Chandra, a rice-trader-turned-media-mogul, and his family had cut down their stake in Zee to assist with paring debt at their more extensive Essel Group. The call to eliminate Goenka as a director came after Chandra, in a letter dated Aug. 3, said the group had risen out of financial stress and settled 91% of the total debt owed to 43 lenders.

“With Sony as a majority shareholder, and a likely reconstituted board, the merged entity would be the best solution Invesco could have hoped for,” Subramanian said.

The combined organization is relied upon to help all stakeholders given strong synergies between ZEEL and SPNI, said SPNI.

According to the deal, the shareholders of SPNI will hold a larger part stake in the merged entity.

This exclusive, non-binding pact to join the two organizations’ resources will enhance the combined organization’s digital platforms across technology and content, ability to offer broadcasting rights in the fast-growing sports landscape and seek after other development opportunities, said SPNI.

Further, Sony Pictures Entertainment, the parent organization of SPNI, would invest growth capital so SPNI has a cash balance of around USD 1.575 billion, SPNI said in a statement.

As per ZEEL, basis the current estimated equity values of Zee Entertainment Enterprises Ltd (ZEEL) and SPNI, the indicative merger ratio would have been 61.25 percent for ZEEL.

However, with the proposed mixture of growth capital into SPNI, the resultant merger ratio is relied upon to result in 47.07 percent of the merged entity to be held by ZEEL shareholders and the balance 52.93 percent of the merged entity to be held by SPNI shareholders, it said.

It likewise added that Zee Entertainment Managing Director and Chief Executive Officer Punit Goenka, who is confronting strain from two biggest shareholders of the organization – Invesco and OFI Global China Fund LLC – to stop the post, would lead the merged entity.

Last week, the two investment firms – which together hold 17.88 percent of the paid-up share capital of the organization that carries the right of voting had called an uncommon general meeting of shareholders looking to eliminate Goenka from the position.

The combined organization’s board of directors would incorporate directors nominated by Sony Group and result in Sony Group reserving the option to nominate most of the board members, said SPN statement.

ZEEL-Sony India merger – Key points

Zee Entertainment Enterprises Ltd (ZEEL) and Sony Pictures Networks India (SPNI) have entered into a non-binding term sheet to consolidate the production operations, linear networks, program libraries, and digital assets of the two organizations.

Sony India will inject a growth capital into ZEEL as a part of the merger so it has about $1.575 billion at the time of closing.
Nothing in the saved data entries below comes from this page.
//! Durable storage for the appointment collection.
//!
//! The whole collection lives in one JSON document. Every `load` re-reads it
//! and every `save` overwrites it, so a load-modify-save cycle is two separate
//! steps: a concurrent writer can slip in between them and one of the two
//! writes is lost.

mod json_file;
mod memory;

pub use json_file::JsonFileStore;
pub use memory::MemoryStore;

use serde_json::Value;
use tracing::warn;

use crate::error::HabResult;
use crate::record::{AppointmentRecord, RecordCollection};

pub trait RecordStore: Send + Sync {
    /// Read the full collection. Read or parse failures are logged and
    /// yield an empty collection.
    fn load(&self) -> RecordCollection;

    /// Overwrite the document with `records`. Returns `false` (after logging)
    /// if the write failed.
    fn save(&self, records: &RecordCollection) -> bool;

    /// Create an empty document if none exists yet. Safe to call repeatedly.
    fn ensure_initialized(&self) -> HabResult<()>;
}

/// Serialize the collection the way it is kept on disk (2-space indented JSON array).
pub fn encode(records: &RecordCollection) -> serde_json::Result<String> {
    serde_json::to_string_pretty(records)
}

/// Parse the document record by record. Only a document that is not a JSON
/// array is an error; an unreadable record is logged and skipped.
pub fn decode(document: &str) -> serde_json::Result<RecordCollection> {
    let entries: Vec<Value> = serde_json::from_str(document)?;

    Ok(entries
        .into_iter()
        .enumerate()
        .filter_map(|(index, entry)| {
            serde_json::from_value::<AppointmentRecord>(entry)
                .map_err(|e| warn!(index, error = %e, "Skipping unreadable appointment record"))
                .ok()
        })
        .collect())
}
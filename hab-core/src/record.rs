//! Appointment records and booking requests.

use serde::{Deserialize, Serialize};

use crate::error::{HabError, HabResult};
use crate::reference::BookingStamp;

pub const ALL_FIELDS_REQUIRED: &str = "All fields are required";

/// One booked appointment, as persisted in the data file.
#[derive(Debug, Clone, PartialEq, Eq, Serialize, Deserialize)]
pub struct AppointmentRecord {
    pub id: i64,
    pub booking_reference: String,
    #[serde(deserialize_with = "lenient::text")]
    pub full_name: String,
    #[serde(deserialize_with = "lenient::text")]
    pub email: String,
    #[serde(deserialize_with = "lenient::text")]
    pub phone: String,
    /// `None` only for records stored with an unparseable age.
    #[serde(default, deserialize_with = "lenient::age")]
    pub age: Option<i64>,
    #[serde(deserialize_with = "lenient::text")]
    pub gender: String,
    #[serde(deserialize_with = "lenient::text")]
    pub doctor_name: String,
    #[serde(deserialize_with = "lenient::text")]
    pub specialization: String,
    #[serde(deserialize_with = "lenient::text")]
    pub appointment_date: String,
    #[serde(deserialize_with = "lenient::text")]
    pub appointment_time: String,
    pub created_at: String, // ISO-8601, never rewritten after creation
}

/// Field readers for documents written by older servers, which stored
/// request values exactly as they were sent.
mod lenient {
    use serde::de::{Deserialize, Deserializer, Error};
    use serde_json::Value;

    pub fn text<'de, D: Deserializer<'de>>(deserializer: D) -> Result<String, D::Error> {
        match Value::deserialize(deserializer)? {
            Value::String(s) => Ok(s),
            Value::Number(n) => Ok(n.to_string()),
            Value::Bool(b) => Ok(b.to_string()),
            Value::Null => Ok(String::new()),
            other => Err(D::Error::custom(format!("expected text, found {other}"))),
        }
    }

    pub fn age<'de, D: Deserializer<'de>>(deserializer: D) -> Result<Option<i64>, D::Error> {
        Ok(match Value::deserialize(deserializer)? {
            Value::Number(n) => super::whole_years(&n),
            Value::String(s) => s.trim().parse().ok(),
            _ => None,
        })
    }
}

fn whole_years(n: &serde_json::Number) -> Option<i64> {
    n.as_i64()
        .or_else(|| n.as_f64().filter(|f| f.is_finite()).map(|f| f.trunc() as i64))
}

/// All records, in insertion order.
pub type RecordCollection = Vec<AppointmentRecord>;

/// Age as clients send it: either a JSON number or a numeric string.
#[derive(Debug, Clone, PartialEq, Deserialize)]
#[serde(untagged)]
pub enum AgeInput {
    Number(serde_json::Number),
    Text(String),
}

impl AgeInput {
    /// Blank text and a numeric zero both count as missing.
    fn is_blank(&self) -> bool {
        match self {
            AgeInput::Text(s) => s.trim().is_empty(),
            AgeInput::Number(n) => n.as_f64() == Some(0.0),
        }
    }

    fn to_years(&self) -> HabResult<i64> {
        let years = match self {
            AgeInput::Number(n) => whole_years(n),
            AgeInput::Text(s) => s.trim().parse::<i64>().ok(),
        };

        years.ok_or_else(|| HabError::Validation("Age must be a whole number".to_string()))
    }
}

impl From<i64> for AgeInput {
    fn from(years: i64) -> Self {
        AgeInput::Number(years.into())
    }
}

impl From<&str> for AgeInput {
    fn from(years: &str) -> Self {
        AgeInput::Text(years.to_string())
    }
}

/// Body of a booking request. Every field is optional here so that a missing
/// field is reported as a validation failure instead of a decode failure.
#[derive(Debug, Clone, Default, Deserialize)]
#[serde(rename_all = "camelCase")]
pub struct BookingRequest {
    pub full_name: Option<String>,
    pub email: Option<String>,
    pub phone: Option<String>,
    pub age: Option<AgeInput>,
    pub gender: Option<String>,
    pub doctor_name: Option<String>,
    pub specialization: Option<String>,
    pub appointment_date: Option<String>,
    pub appointment_time: Option<String>,
}

/// A booking request with every field present.
#[derive(Debug, Clone, PartialEq, Eq)]
pub struct ValidBooking {
    pub full_name: String,
    pub email: String,
    pub phone: String,
    pub age: i64,
    pub gender: String,
    pub doctor_name: String,
    pub specialization: String,
    pub appointment_date: String,
    pub appointment_time: String,
}

fn required(field: Option<String>) -> HabResult<String> {
    match field {
        Some(value) if !value.trim().is_empty() => Ok(value),
        _ => Err(HabError::Validation(ALL_FIELDS_REQUIRED.to_string())),
    }
}

impl BookingRequest {
    pub fn validate(self) -> HabResult<ValidBooking> {
        let full_name = required(self.full_name)?;
        let email = required(self.email)?;
        let phone = required(self.phone)?;
        let age = match self.age {
            Some(age) if !age.is_blank() => age,
            _ => return Err(HabError::Validation(ALL_FIELDS_REQUIRED.to_string())),
        };
        let gender = required(self.gender)?;
        let doctor_name = required(self.doctor_name)?;
        let specialization = required(self.specialization)?;
        let appointment_date = required(self.appointment_date)?;
        let appointment_time = required(self.appointment_time)?;

        Ok(ValidBooking {
            full_name,
            email,
            phone,
            age: age.to_years()?,
            gender,
            doctor_name,
            specialization,
            appointment_date,
            appointment_time,
        })
    }
}

impl AppointmentRecord {
    pub fn new(booking: ValidBooking, stamp: BookingStamp) -> Self {
        AppointmentRecord {
            id: stamp.id,
            booking_reference: stamp.booking_reference,
            full_name: booking.full_name,
            email: booking.email,
            phone: booking.phone,
            age: Some(booking.age),
            gender: booking.gender,
            doctor_name: booking.doctor_name,
            specialization: booking.specialization,
            appointment_date: booking.appointment_date,
            appointment_time: booking.appointment_time,
            created_at: stamp.created_at,
        }
    }
}

/// What a successful booking hands back to the caller.
#[derive(Debug, Clone, PartialEq, Eq, Serialize)]
#[serde(rename_all = "camelCase")]
pub struct CreatedBooking {
    pub id: i64,
    pub booking_reference: String,
}

/// Newest first, by `created_at`.
pub fn sort_newest_first(records: &mut RecordCollection) {
    records.sort_by(|a, b| b.created_at.cmp(&a.created_at));
}

#[cfg(test)]
mod tests {
    use super::*;

    fn jane() -> BookingRequest {
        serde_json::from_value(serde_json::json!({
            "fullName": "Jane Doe",
            "email": "j@x.com",
            "phone": "555",
            "age": "30",
            "gender": "F",
            "doctorName": "Dr. Smith",
            "specialization": "Cardiology",
            "appointmentDate": "2024-01-01",
            "appointmentTime": "10:00"
        }))
        .unwrap()
    }

    #[test]
    fn test_validate_coerces_string_age() {
        let booking = jane().validate().unwrap();
        assert_eq!(booking.age, 30);
        assert_eq!(booking.full_name, "Jane Doe");
        assert_eq!(booking.doctor_name, "Dr. Smith");
    }

    #[test]
    fn test_validate_accepts_numeric_age() {
        let mut request = jane();
        request.age = Some(AgeInput::from(42));
        assert_eq!(request.validate().unwrap().age, 42);

        let mut request = jane();
        request.age = Some(serde_json::from_str("41.9").unwrap());
        assert_eq!(request.validate().unwrap().age, 41);
    }

    #[test]
    fn test_validate_rejects_each_missing_field() {
        let strip: [fn(&mut BookingRequest); 9] = [
            |r| r.full_name = None,
            |r| r.email = None,
            |r| r.phone = None,
            |r| r.age = None,
            |r| r.gender = None,
            |r| r.doctor_name = None,
            |r| r.specialization = None,
            |r| r.appointment_date = None,
            |r| r.appointment_time = None,
        ];

        for remove in strip {
            let mut request = jane();
            remove(&mut request);
            let err = request.validate().unwrap_err();
            assert!(matches!(err, HabError::Validation(_)));
            assert_eq!(err.to_string(), ALL_FIELDS_REQUIRED);
        }
    }

    #[test]
    fn test_validate_rejects_empty_strings() {
        let mut request = jane();
        request.email = Some(String::new());
        assert!(matches!(request.validate(), Err(HabError::Validation(_))));

        let mut request = jane();
        request.age = Some(AgeInput::from("  "));
        assert!(matches!(request.validate(), Err(HabError::Validation(_))));
    }

    #[test]
    fn test_validate_treats_numeric_zero_age_as_missing() {
        let mut request = jane();
        request.age = Some(AgeInput::from(0));
        let err = request.validate().unwrap_err();
        assert_eq!(err.to_string(), ALL_FIELDS_REQUIRED);

        let mut request = jane();
        request.age = Some(AgeInput::from("0"));
        assert_eq!(request.validate().unwrap().age, 0);
    }

    #[test]
    fn test_record_reads_values_stored_as_sent() {
        let record: AppointmentRecord = serde_json::from_value(serde_json::json!({
            "id": 1704103200000_i64,
            "booking_reference": "HAB-LQUR1OG0",
            "full_name": "Jane Doe",
            "email": "j@x.com",
            "phone": 5551234,
            "age": null,
            "gender": "F",
            "doctor_name": "Dr. Smith",
            "specialization": "Cardiology",
            "appointment_date": "2024-01-01",
            "appointment_time": "10:00",
            "created_at": "2024-01-01T10:00:00.000Z"
        }))
        .unwrap();

        assert_eq!(record.phone, "5551234");
        assert_eq!(record.age, None);
    }

    #[test]
    fn test_record_reads_age_stored_as_text_or_float() {
        let mut value = serde_json::to_value(AppointmentRecord::new(
            jane().validate().unwrap(),
            BookingStamp::at(chrono::Utc::now()).unwrap(),
        ))
        .unwrap();

        value["age"] = serde_json::json!("44");
        let record: AppointmentRecord = serde_json::from_value(value.clone()).unwrap();
        assert_eq!(record.age, Some(44));

        value["age"] = serde_json::json!(44.7);
        let record: AppointmentRecord = serde_json::from_value(value.clone()).unwrap();
        assert_eq!(record.age, Some(44));

        value.as_object_mut().unwrap().remove("age");
        let record: AppointmentRecord = serde_json::from_value(value).unwrap();
        assert_eq!(record.age, None);
    }

    #[test]
    fn test_validate_rejects_non_numeric_age() {
        let mut request = jane();
        request.age = Some(AgeInput::from("thirty"));
        let err = request.validate().unwrap_err();
        assert_eq!(err.to_string(), "Age must be a whole number");
    }

    #[test]
    fn test_record_serializes_with_snake_case_keys() {
        let stamp = BookingStamp {
            id: 1,
            booking_reference: "HAB-1".to_string(),
            created_at: "2024-01-01T10:00:00.000Z".to_string(),
        };
        let record = AppointmentRecord::new(jane().validate().unwrap(), stamp);
        let value = serde_json::to_value(&record).unwrap();

        assert_eq!(value["booking_reference"], "HAB-1");
        assert_eq!(value["full_name"], "Jane Doe");
        assert_eq!(value["doctor_name"], "Dr. Smith");
        assert_eq!(value["appointment_date"], "2024-01-01");
        assert_eq!(value["appointment_time"], "10:00");
        assert_eq!(value["created_at"], "2024-01-01T10:00:00.000Z");
        assert_eq!(value["age"], 30);
    }

    #[test]
    fn test_created_booking_uses_camel_case() {
        let created = CreatedBooking {
            id: 7,
            booking_reference: "HAB-7".to_string(),
        };
        let value = serde_json::to_value(&created).unwrap();
        assert_eq!(value, serde_json::json!({"id": 7, "bookingReference": "HAB-7"}));
    }
}
use std::sync::Arc;

use anyhow::Result;
use hab_core::{AppointmentService, HabConfig, JsonFileStore, RecordStore};

/// Shared application state
#[derive(Clone)]
pub struct AppState {
    // No cache: the service re-reads the data file on every request
    service: AppointmentService,
}

impl AppState {
    pub fn new(config: &HabConfig) -> Result<Self> {
        let store = JsonFileStore::new(config.data_path());
        store.ensure_initialized()?;

        Ok(Self::from_service(AppointmentService::new(Arc::new(store))))
    }

    pub fn from_service(service: AppointmentService) -> Self {
        AppState { service }
    }

    pub fn service(&self) -> &AppointmentService {
        &self.service
    }
}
In light of the current estimated equity values of ZEEL and Sony India, the indicative merger ratio would have been at 61.25 percent for ZEEL.

Nonetheless, with the proposed infusion of growth capital by Sony India, the merger ratio of ZEEL will be 47.07 percent while Sony India will hold a greater part stake of 52.93 percent in the merged entity. Sony India will reserve the right to appoint a majority of the board of directors in the merged entity.

ZEEL and Sony both have consented to a binding exclusivity for 90 days during which definitive and further non-compete agreements will be conducted and finalized. The merged entity will be publicly listed in India.

According to the term sheet, the promoters of ZEEL and Sony India can build the shareholding from the current 4% to 20 percent as per applicable law.

Strategic and business value of ZEEL-Sony India merger

ZEEL stated that the Board of Directors at ZEEL have done a strategic review of the merger between ZEEL and Sony India. They have assessed both the financial and strategic values that Sony India brings to the merger. The Board of Directors of ZEEL stated that the merger will be valuable to all shareholders and stakeholders.

The ZEEL-Sony India merger is as per the strategy of ZEEL which is achieving higher development and benefit as a leading media and entertainment organization across South Asia.

The deep customer interface and strong mastery in content production of ZEEL over the past 3 decades when combined with the achievement of Sony India across entertainment genres including sports and games will help the worth of the merged entity and its shareholders essentially.